According to a new study from Advertiser Perceptions, 78 percent of marketers said that a recent digital or mobile campaign included ads that ran on more than 50 sites. Breaking down that 78 percent, 23 percent of marketers said that they had purchased ads on more than 1,000 sites for a campaign while 30 percent said that their ads ran on between 250 and 1,000 sites and 25 percent of advertisers said that their ads ran on 50 to 250 sites. One percent of marketers surveyed said that they had purchased ads that ran on more than 5,000 sites.
Advertiser Perceptions is releasing the research in conjunction with Advertising Week and includes interviews with roughly 200 advertisers about data, measurement and research.
When asked if advertisers have recently talked about “coring down” their digital and mobile campaigns to run on fewer websites, 63 percent of advertisers said that they had discussed whitelisting sites.
In terms of fraud, 52 percent of marketers estimated that they have lost 10 to 50 percent of marketing spend to fraud. The rest of marketers pegged the losses at less than 10 percent.
The research also digs into viewability and marketers’ thoughts on the Media Rating Council’s definition of viewability, which charges advertisers after 50 percent of a display ad is in view for one second and after a video ad is in view for two seconds. Per Advertiser Perceptions’ study, 44 percent of marketers feel that “the viewability standard is adequate and we do not pay for non-viewable ads.”
More granularly, 32 percent of marketers said that the amount of time that an ad is viewed is more important than the percentage of pixels loaded on a page. Only 6 percent of marketers said that the percentage of pixels loaded on a website is more important than viewable time and 62 percent said that both factors are equally important.
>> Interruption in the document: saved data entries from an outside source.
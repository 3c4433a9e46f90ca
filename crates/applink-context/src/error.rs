//! Error types for applink-context.
//!
//! Error messages never include the decoded header, which carries an access
//! token.

/// Result type alias for context operations.
pub type Result<T> = std::result::Result<T, Error>;

/// Error type for context operations.
#[derive(Debug, thiserror::Error)]
#[error("{kind}")]
pub struct Error {
    /// The kind of error that occurred.
    pub kind: ErrorKind,
    /// Optional source error.
    #[source]
    pub source: Option<Box<dyn std::error::Error + Send + Sync>>,
}

impl Error {
    /// Create a new error with the given kind.
    pub fn new(kind: ErrorKind) -> Self {
        Self { kind, source: None }
    }

    /// Create a new error with the given kind and source.
    pub fn with_source(
        kind: ErrorKind,
        source: impl std::error::Error + Send + Sync + 'static,
    ) -> Self {
        Self {
            kind,
            source: Some(Box::new(source)),
        }
    }

    pub(crate) fn invalid_header(message: impl Into<String>) -> Self {
        Self::new(ErrorKind::InvalidHeader(message.into()))
    }
}

/// The kind of error that occurred.
#[derive(Debug, thiserror::Error)]
pub enum ErrorKind {
    /// The `x-client-context` header is missing, not base64, or not the
    /// expected JSON document.
    #[error("Invalid x-client-context header: {0}")]
    InvalidHeader(String),

    /// The request-scoped Data API could not be built.
    #[error("Data API error: {0}")]
    DataApi(String),
}

impl From<base64::DecodeError> for Error {
    fn from(err: base64::DecodeError) -> Self {
        Error::with_source(
            ErrorKind::InvalidHeader(format!("not valid base64: {}", err)),
            err,
        )
    }
}

impl From<serde_json::Error> for Error {
    fn from(err: serde_json::Error) -> Self {
        Error::with_source(
            ErrorKind::InvalidHeader(format!("not valid JSON: {}", err)),
            err,
        )
    }
}

impl From<heroku_applink_data_api::Error> for Error {
    fn from(err: heroku_applink_data_api::Error) -> Self {
        Error::with_source(ErrorKind::DataApi(err.to_string()), err)
    }
}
When asked how important an accreditation from the MRC is when determining if a publisher’s data is legit, 66 percent said that it was either very or somewhat important. 34 percent of marketers said that such data wasn’t important.
In terms of tools that aid making digital media-buying decisions, 52 percent of marketers ranked optimization as a ‘very important’ factor. For TV media buying, 38 percent of marketers said the same about audience analytics and measurement.
Participants were also asked which ‘audience insights’ were most important when making media-buying decisions, which include RFPs, proposals and negotiations. Seventy-seven percent of marketers said that insights that “generate actionable consumer insights that have bottom-line relevance to my business” were most important.
However, only 33 percent of marketers said that they “completely trusted” the data provided to them from partners. Another 49 percent of marketers said that data was “somewhat trustworthy,” and the remaining 19 percent of marketers considered data “not trustworthy.”